Un coup contre la culture

Aurélie Filipetti
(Photo AFP)

Rassemblement des socialistes à la Rochelle, qui célèbrent leur arrivée au pouvoir plus que l’usage qu’ils vont en faire, réunion des amis de Nicolas Sarkozy à Nice, dont la démarche n’est pas cohérente avec le choix prochain d’un nouveau président de l’UMP, droite et gauche ne chôment pas. La rentrée aura été précoce. La cote de popularité de François Hollande commence à baisser. Quoi de surprenant, dès lors que sa gestion ne semble pas rassurer les Français ?

AU CHOIX principal du gouvernement, qui consiste à nettoyer la société de toutes les réformes entreprises par le précédent, répond, chez ceux qui ne souhaitent pas se livrer à une critique systématique, le désir de trouver des éléments positifs dans l’action gouvernementale : peut-être, après tout, que confisquer une partie de revenus excessifs n’est pas contre nature et introduit un peu de cette justice à laquelle nos gouvernants ne cessent de se référer ; qu’il est logique, même en ces temps de disette, d’augmenter les allocations de rentrée scolaire ; qu’il est bon, quoi qu’il en coûte, de donner aux Roms le droit au logement et au travail ; que, de toute façon, et même si la réduction des dépenses   doit primer sur tous les autres efforts de diminution des déficits, le salut passe par une hausse des impôts et donc des sacrifices.

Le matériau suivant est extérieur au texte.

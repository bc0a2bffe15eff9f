//! Console keypad: the ten physical keys and a pressed-state bitmask.

use std::fmt;
use std::str::FromStr;

use bitflags::bitflags;
use serde::{Deserialize, Serialize};

use crate::error::StreamError;

// ── Key ──────────────────────────────────────────────────────────

/// One physical key of the emulated console.
#[derive(Debug, Clone, Copy, PartialEq, Eq, Hash, Serialize, Deserialize)]
pub enum Key {
    A,
    B,
    L,
    R,
    #[serde(rename = "select")]
    Select,
    #[serde(rename = "start")]
    Start,
    #[serde(rename = "left")]
    Left,
    #[serde(rename = "right")]
    Right,
    #[serde(rename = "up")]
    Up,
    #[serde(rename = "down")]
    Down,
}

impl Key {
    pub const ALL: [Key; 10] = [
        Key::A,
        Key::B,
        Key::L,
        Key::R,
        Key::Select,
        Key::Start,
        Key::Left,
        Key::Right,
        Key::Up,
        Key::Down,
    ];

    /// Wire name, as used in `keyAction.key`.
    pub const fn as_str(self) -> &'static str {
        match self {
            Key::A => "A",
            Key::B => "B",
            Key::L => "L",
            Key::R => "R",
            Key::Select => "select",
            Key::Start => "start",
            Key::Left => "left",
            Key::Right => "right",
            Key::Up => "up",
            Key::Down => "down",
        }
    }

    /// The bit this key occupies in a [`KeyState`].
    pub const fn flag(self) -> KeyState {
        match self {
            Key::A => KeyState::A,
            Key::B => KeyState::B,
            Key::L => KeyState::L,
            Key::R => KeyState::R,
            Key::Select => KeyState::SELECT,
            Key::Start => KeyState::START,
            Key::Left => KeyState::LEFT,
            Key::Right => KeyState::RIGHT,
            Key::Up => KeyState::UP,
            Key::Down => KeyState::DOWN,
        }
    }
}

impl fmt::Display for Key {
    fn fmt(&self, f: &mut fmt::Formatter<'_>) -> fmt::Result {
        f.write_str(self.as_str())
    }
}

impl FromStr for Key {
    type Err = StreamError;

    /// Accepts the wire name, case-insensitively.
    fn from_str(s: &str) -> Result<Self, Self::Err> {
        Key::ALL
            .into_iter()
            .find(|k| k.as_str().eq_ignore_ascii_case(s))
            .ok_or_else(|| StreamError::MalformedMessage(format!("unknown key {s:?}")))
    }
}

// ── KeyTransition ────────────────────────────────────────────────

/// Direction of an edge-triggered key event.
#[derive(Debug, Clone, Copy, PartialEq, Eq, Hash, Serialize, Deserialize)]
#[serde(rename_all = "lowercase")]
pub enum KeyTransition {
    Up,
    Down,
}

// ── KeyState ─────────────────────────────────────────────────────

bitflags! {
    /// Set of keys currently held down.
    #[derive(Debug, Clone, Copy, PartialEq, Eq, Hash, Default)]
    pub struct KeyState: u16 {
        const A      = 1 << 0;
        const B      = 1 << 1;
        const SELECT = 1 << 2;
        const START  = 1 << 3;
        const RIGHT  = 1 << 4;
        const LEFT   = 1 << 5;
        const UP     = 1 << 6;
        const DOWN   = 1 << 7;
        const R      = 1 << 8;
        const L      = 1 << 9;
    }
}

impl KeyState {
    /// Apply one transition, returning the new state.
    pub fn with(self, key: Key, transition: KeyTransition) -> Self {
        let mut next = self;
        next.set(key.flag(), transition == KeyTransition::Down);
        next
    }

    pub fn is_pressed(self, key: Key) -> bool {
        self.contains(key.flag())
    }
}

// ── Tests ────────────────────────────────────────────────────────

#[cfg(test)]
mod tests {
    use super::*;

    #[test]
    fn wire_names_round_trip_through_serde() {
        for key in Key::ALL {
            let json = serde_json::to_string(&key).unwrap();
            assert_eq!(json, format!("\"{}\"", key.as_str()));
            let back: Key = serde_json::from_str(&json).unwrap();
            assert_eq!(back, key);
        }
    }

    #[test]
    fn parse_is_case_insensitive() {
        assert_eq!("Start".parse::<Key>().unwrap(), Key::Start);
        assert_eq!("a".parse::<Key>().unwrap(), Key::A);
        assert!("turbo".parse::<Key>().is_err());
    }

    #[test]
    fn flags_are_distinct() {
        let all = Key::ALL
            .into_iter()
            .fold(KeyState::empty(), |acc, k| acc | k.flag());
        assert_eq!(all, KeyState::all());
    }

    #[test]
    fn state_transitions() {
        let s = KeyState::empty()
            .with(Key::A, KeyTransition::Down)
            .with(Key::Left, KeyTransition::Down);
        assert!(s.is_pressed(Key::A));
        assert!(s.is_pressed(Key::Left));
        let s = s.with(Key::A, KeyTransition::Up);
        assert!(!s.is_pressed(Key::A));
        assert!(s.is_pressed(Key::Left));
    }
}
//! The streaming session: fan screen and sound frames out to one viewer
//! and apply its control messages.

use std::sync::atomic::{AtomicBool, AtomicU16, Ordering};
use std::sync::{Arc, Mutex, PoisonError};
use std::time::Instant;

use async_trait::async_trait;
use tokio_util::sync::CancellationToken;
use tracing::{debug, trace};

use crate::codec::EncodedFrame;
use crate::error::StreamError;
use crate::hub::Hub;
use crate::protocol::{ClientMessage, FrameKind, Key, KeyState, KeyTransition, ServerMessage};
use crate::session::credit::FlowCredit;
use crate::session::engine::{Outbound, SessionBehavior, SessionContext};
use crate::transport::WireMessage;

// ── StreamSettings ───────────────────────────────────────────────

/// Per-session knobs, shared by every session of one server.
#[derive(Debug, Clone, Copy, PartialEq, Eq)]
pub struct StreamSettings {
    /// Subscriber queue length for screen frames. 1 = latest frame wins.
    pub screen_queue: usize,
    pub sound_queue: usize,
    /// Drop screen frames when the viewer has no credit left.
    pub flow_control: bool,
    pub initial_credits: u32,
    pub max_credits: u32,
}

impl Default for StreamSettings {
    fn default() -> Self {
        Self {
            screen_queue: 1,
            sound_queue: 8,
            flow_control: true,
            initial_credits: 4,
            max_credits: 8,
        }
    }
}

// ── StreamChannels ───────────────────────────────────────────────

/// State shared between the producer and every streaming session.
pub struct StreamChannels {
    pub screen: Hub<EncodedFrame>,
    pub sound: Hub<EncodedFrame>,
    codec: String,
    keys: AtomicU16,
    key_frame_requested: AtomicBool,
    settings: StreamSettings,
}

impl StreamChannels {
    pub fn new(
        screen: Hub<EncodedFrame>,
        sound: Hub<EncodedFrame>,
        codec: impl Into<String>,
        settings: StreamSettings,
    ) -> Self {
        Self {
            screen,
            sound,
            codec: codec.into(),
            keys: AtomicU16::new(0),
            key_frame_requested: AtomicBool::new(false),
            settings,
        }
    }

    pub fn codec(&self) -> &str {
        &self.codec
    }

    pub fn settings(&self) -> &StreamSettings {
        &self.settings
    }

    /// Keys currently held by any viewer.
    pub fn keys(&self) -> KeyState {
        KeyState::from_bits_truncate(self.keys.load(Ordering::Acquire))
    }

    pub fn apply_key(&self, key: Key, transition: KeyTransition) {
        let bit = key.flag().bits();
        match transition {
            KeyTransition::Down => self.keys.fetch_or(bit, Ordering::AcqRel),
            KeyTransition::Up => self.keys.fetch_and(!bit, Ordering::AcqRel),
        };
    }

    /// Clear every key in `held`.
    pub fn release_keys(&self, held: KeyState) {
        if !held.is_empty() {
            self.keys.fetch_and(!held.bits(), Ordering::AcqRel);
        }
    }

    /// Ask the encoder for a key frame (a viewer joined or lost one).
    pub fn request_key_frame(&self) {
        self.key_frame_requested.store(true, Ordering::Release);
    }

    /// Consume a pending key frame request.
    pub fn take_key_frame_request(&self) -> bool {
        self.key_frame_requested.swap(false, Ordering::AcqRel)
    }
}

// ── StreamSession ────────────────────────────────────────────────

/// One viewer's session state; built per connection.
pub struct StreamSession {
    channels: Arc<StreamChannels>,
    credits: FlowCredit,
    muted: AtomicBool,
    /// Keys this viewer pressed and has not released.
    held: AtomicU16,
    last_ping_at: Mutex<Option<Instant>>,
}

impl StreamSession {
    pub fn new(channels: Arc<StreamChannels>) -> Self {
        let s = channels.settings;
        Self {
            credits: FlowCredit::new(s.initial_credits, s.max_credits, s.flow_control),
            channels,
            muted: AtomicBool::new(false),
            held: AtomicU16::new(0),
            last_ping_at: Mutex::new(None),
        }
    }

    pub fn held_keys(&self) -> KeyState {
        KeyState::from_bits_truncate(self.held.load(Ordering::Acquire))
    }

    pub fn is_muted(&self) -> bool {
        self.muted.load(Ordering::Acquire)
    }

    pub fn credits(&self) -> &FlowCredit {
        &self.credits
    }

    pub fn last_ping_at(&self) -> Option<Instant> {
        *self.last_ping_at.lock().unwrap_or_else(PoisonError::into_inner)
    }

    /// Announce (if the kind changed) then write one payload.
    async fn send_frame(
        out: &mut Outbound,
        announced: &mut Option<FrameKind>,
        kind: FrameKind,
        frame: EncodedFrame,
    ) -> Result<(), StreamError> {
        if *announced != Some(kind) {
            out.send_json(&ServerMessage::frame(kind)).await?;
            *announced = Some(kind);
        }
        out.send(WireMessage::Binary(frame.data)).await
    }
}

#[async_trait]
impl SessionBehavior for StreamSession {
    type Request = ClientMessage;

    async fn handle(&self, request: ClientMessage, ctx: &SessionContext) -> Result<(), StreamError> {
        match request {
            ClientMessage::Key { key_action } => {
                debug!(session = ctx.id(), key = %key_action.key, action = ?key_action.action, "key");
                let bit = key_action.key.flag().bits();
                match key_action.action {
                    KeyTransition::Down => self.held.fetch_or(bit, Ordering::AcqRel),
                    KeyTransition::Up => self.held.fetch_and(!bit, Ordering::AcqRel),
                };
                self.channels.apply_key(key_action.key, key_action.action);
            }
            ClientMessage::Ping { ping_action } => {
                *self.last_ping_at.lock().unwrap_or_else(PoisonError::into_inner) =
                    Some(Instant::now());
                ctx.reply(&ServerMessage::pong(ping_action.made_at))?;
            }
            ClientMessage::FillToken { fill_token_action } => {
                self.credits.add(fill_token_action.count);
            }
            ClientMessage::SoundControl {
                sound_control_action,
            } => {
                debug!(session = ctx.id(), mute = sound_control_action.mute, "sound control");
                self.muted
                    .store(sound_control_action.mute, Ordering::Release);
            }
        }
        Ok(())
    }

    async fn outbound(
        &self,
        out: &mut Outbound,
        ctx: &SessionContext,
        cancel: &CancellationToken,
    ) -> Result<(), StreamError> {
        let settings = self.channels.settings;
        // Dropping these on any exit path deregisters from the hubs.
        let mut screen = self.channels.screen.subscribe(settings.screen_queue)?;
        let mut sound = self.channels.sound.subscribe(settings.sound_queue)?;

        out.send_json(&ServerMessage::init(self.channels.codec()))
            .await?;
        self.channels.request_key_frame();

        let mut announced: Option<FrameKind> = None;
        // While set, only a key frame may go out.
        let mut need_key = true;
        let mut lost = screen.dropped();
        loop {
            tokio::select! {
                biased;
                _ = cancel.cancelled() => return Ok(()),
                Some(reply) = out.next_reply() => out.send(reply).await?,
                frame = screen.recv() => {
                    let Some(frame) = frame else { return Ok(()) };
                    // The queue evicted something; it may have been a key frame.
                    if screen.dropped() != lost {
                        lost = screen.dropped();
                        need_key |= !frame.is_key_frame;
                    }
                    if need_key && !frame.is_key_frame {
                        trace!(session = ctx.id(), "waiting for key frame, dropping delta");
                        self.channels.request_key_frame();
                    } else if self.credits.try_take() {
                        let is_key = frame.is_key_frame;
                        Self::send_frame(out, &mut announced, FrameKind::Screen, frame).await?;
                        need_key &= !is_key;
                    } else {
                        trace!(session = ctx.id(), "no credit, dropping screen frame");
                        if frame.is_key_frame {
                            need_key = true;
                            self.channels.request_key_frame();
                        }
                    }
                }
                frame = sound.recv() => {
                    let Some(frame) = frame else { return Ok(()) };
                    if !self.is_muted() {
                        Self::send_frame(out, &mut announced, FrameKind::Sound, frame).await?;
                    }
                }
            }
        }
    }
}

impl Drop for StreamSession {
    fn drop(&mut self) {
        // A vanished viewer never sends its key-up events.
        self.channels.release_keys(self.held_keys());
    }
}

// ── Tests ────────────────────────────────────────────────────────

Mais la ligne tracée par le pouvoir n’est pas claire. Au point de commencer à nourrir des désillusions qui se manifestent déjà la Rochelle. Modeste assurément, et pourtant extraordinairement sûr de lui, M. Hollande ne convainc pas nombre des militants socialistes, soit à cause de la surenchère de gauche, que la présence affirmée des Verts et du Parti de gauche rend inévitable, soit parce que certaines mesures ne résistent pas à l’analyse. Effacer le sarkozysme ? C’est se borner à voir tout en blanc ou en noir et à ignorer l’utilité de la plupart des réformes précédentes.

La taxe et la pub à la fois.

On en en prendra pour preuve la moins importante : la suppression de la publicité sur les télévisions publiques après 20 heures trente. Le ministre du Budget, Jérôme Cahuzac, a indiqué jeudi que, compte tenu des pertes financières enregistrées par les chaînes publiques, la publicité pourrait être être restaurée. On présente M. Cahuzac comme un homme pragmatique et sans doute mérite-t-il pleinement ce qualificatif. Mais quoi ?  Un socialiste qui adopte le modèle de la télévision commerciale, instrument numéro un de l’abrutissement des masses ? Qui, ne sachant où trouver les quelque 500 millions d’euros qui font défaut, n’a pas d’autre idée que le retour au statu quo ante ? Qui ne se concerte guère avec la ministre de la Culture, Aurélie Filipetti, aimable et simple jeune femme ? Mme Filipetti n’ose pas se comparer à Jack Lang et encore moins à André Malraux. Elle ne s’en élève pas moins contre un projet en contradiction avec toutes les idées du PS et avec la réforme de la loi HADOPI. D’un côté, on veut livrer gratuitement au peuple, au nom de la liberté de communiquer, la création artistique sans trop se demander si, ce faisant, on ne va pas l’étouffer ; de l’autre, on remet le doigt dans un engrenage qui finira, comme dans les télévisions privées, par des coupes publicitaires dans les programmes.

Ce n’est pas la fin du monde ? La France a des soucis bien plus graves ? Certes. Cependant, à ne ressasser que nos drames, nous finissons par déprimer. Ils ne doivent nous empêcher d’exercer notre droit d’inventaire. Pourquoi les chaînes publiques ont-elles besoin, pour survivre, de la taxe audiovisuelle et des recettes publicitaires à la fois ? Qui a jamais posé cette simple question de bon sens ? Qu’est-ce que ce pays dont la dette s’élève à 1 700 milliards mais qui ne sait pas trouver un demi-milliard pour diffuser des émissions décentes ?

RICHARD LISCIA

PS – Aurélie Filipetti a annoncé vendredi soir que, en accord avec le président et le Premier ministre, il n’y aurait pas de retour à la publicité après 20 heures sur les chaînes de télévision publiques. L’épisode est donc clos, mais symbolise le manque de cohésion du gouvernement.